«Толстой – совесть России…» (А. В. Жиркевич)

К 106-й годовщине со дня смерти Л. Н. Толстого 20 ноября 1910 г.

Н. Г. Жиркевич-Подлесских

Газета «Ключъ». Фрязино. № 45 (1320) 17 – 23 ноября 2016 г.

pdf версия статьи

 

Окончание.
Начало в Газете «Ключъ». Фрязино. № 43 от 3 ноября 2016 г.
и в Газете «Ключъ». Фрязино. № 44 (1319) 10 – 16 ноября 2016 г.

 

Начиная работу с материалами о Л. Н. Толстом, я не думала, что это будет одной из самых больших моих жизненных удач – встреча со Львом Николаевичем и его творчеством второй половины жизни, о которой я имела смутное представление. За эти восемь лет я прошла свои толстовские «университеты». Границы моего сознания приобрели новые горизонты, я стала намного богаче в своём духовном опыте. Ведь моё знание о Толстом, как и большинства читателей, ограничивалось знанием о нём только как о «великом русском писателе», а о второй половине жизни, в которой главным было его желание помочь обществу стать более нравственным, мало кто слышал, а вместе с тем, все трактаты Толстого только об этом. Крайне неразборчивый и плохо читаемый почерк Жиркевича не дал возможности другим исследователям найти новые и свежие записи, разбросанные по всем страницам его дневника. Записи о Толстом приходятся на 90-е годы ХIX столетия, когда уже произошёл переворот в сознании Толстого, и мне пришлось перечитать многие книги «за» и «против» идей Толстого, и каждый вопрос, который ставил мне текст и на который нужно было отвечать, – всё было откровением, а во многих случаях и потрясением. Только тогда я поняла, какого невероятного человека, мыслителя и подвижника, ищущего новые пути нравственного развития человечества, страдающего, любящего, проникающего в самые глубины человеческого духа, я встретила на своём пути.
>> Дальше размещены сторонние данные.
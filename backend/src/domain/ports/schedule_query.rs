//! Driving port for reading schedules and bookings.

use async_trait::async_trait;
use chrono::NaiveDate;
use serde::Serialize;

use crate::domain::{Error, ManageToken, Reservation, SiteId, SlotTime};

/// A slot free to hold.
#[derive(Debug, Clone, Copy, PartialEq, Eq, Serialize)]
#[serde(rename_all = "camelCase")]
pub struct OpenSlot {
    /// Slot time.
    pub time: SlotTime,
    /// Work-in flag.
    pub is_workin: bool,
}

/// Open slots for a day.
#[derive(Debug, Clone, PartialEq, Eq, Serialize)]
#[serde(rename_all = "camelCase")]
pub struct OpenSlots {
    /// Site queried.
    pub site_id: SiteId,
    /// Date queried.
    pub date: NaiveDate,
    /// Whether staff paused bookings.
    pub paused: bool,
    /// Free slots ordered by time.
    pub slots: Vec<OpenSlot>,
}

/// Reads over the slot table.
#[cfg_attr(test, mockall::automock)]
#[async_trait]
pub trait ScheduleQuery: Send + Sync {
    /// Slots neither reserved nor under a live hold. `None` means today.
    async fn open_slots(&self, site_id: SiteId, date: Option<NaiveDate>)
    -> Result<OpenSlots, Error>;

    /// Reservations for a day ordered by slot time. `None` means today.
    async fn appointments(
        &self,
        site_id: SiteId,
        date: Option<NaiveDate>,
    ) -> Result<Vec<Reservation>, Error>;

    /// Reservation for a manage token.
    async fn find_by_manage_token(&self, token: ManageToken) -> Result<Reservation, Error>;
}

/// Fixture with an empty calendar.
#[derive(Debug, Default, Clone, Copy)]
pub struct FixtureScheduleQuery;

#[async_trait]
impl ScheduleQuery for FixtureScheduleQuery {
    async fn open_slots(
        &self,
        site_id: SiteId,
        date: Option<NaiveDate>,
    ) -> Result<OpenSlots, Error> {
        Ok(OpenSlots {
            site_id,
            date: date.unwrap_or_else(|| chrono::Utc::now().date_naive()),
            paused: false,
            slots: Vec::new(),
        })
    }

    async fn appointments(
        &self,
        _site_id: SiteId,
        _date: Option<NaiveDate>,
    ) -> Result<Vec<Reservation>, Error> {
        Ok(Vec::new())
    }

    async fn find_by_manage_token(&self, _token: ManageToken) -> Result<Reservation, Error> {
        Err(Error::not_found("reservation not found"))
    }
}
Может быть, мой свежий взгляд, а мне было всё в новь, всё интересно; огромная ответственность перед Львом Николаевичем; и чем дальше, тем больше, желание поделиться с читателем открытым миром и помогли сделать эту книгу («А. В. Жиркевич. Встречи с Толстым. Дневники. Письма»).

Мне хотелось бы привести несколько цитат из примечаний к этой книге, в которых сохранилась пронзительная мудрость Л. Н. Толстого, и с годами всё более развивающаяся религиозная терпимость, о которой мало кто знает. Неизвестно, чем бы закончилась эта его внутренняя работа…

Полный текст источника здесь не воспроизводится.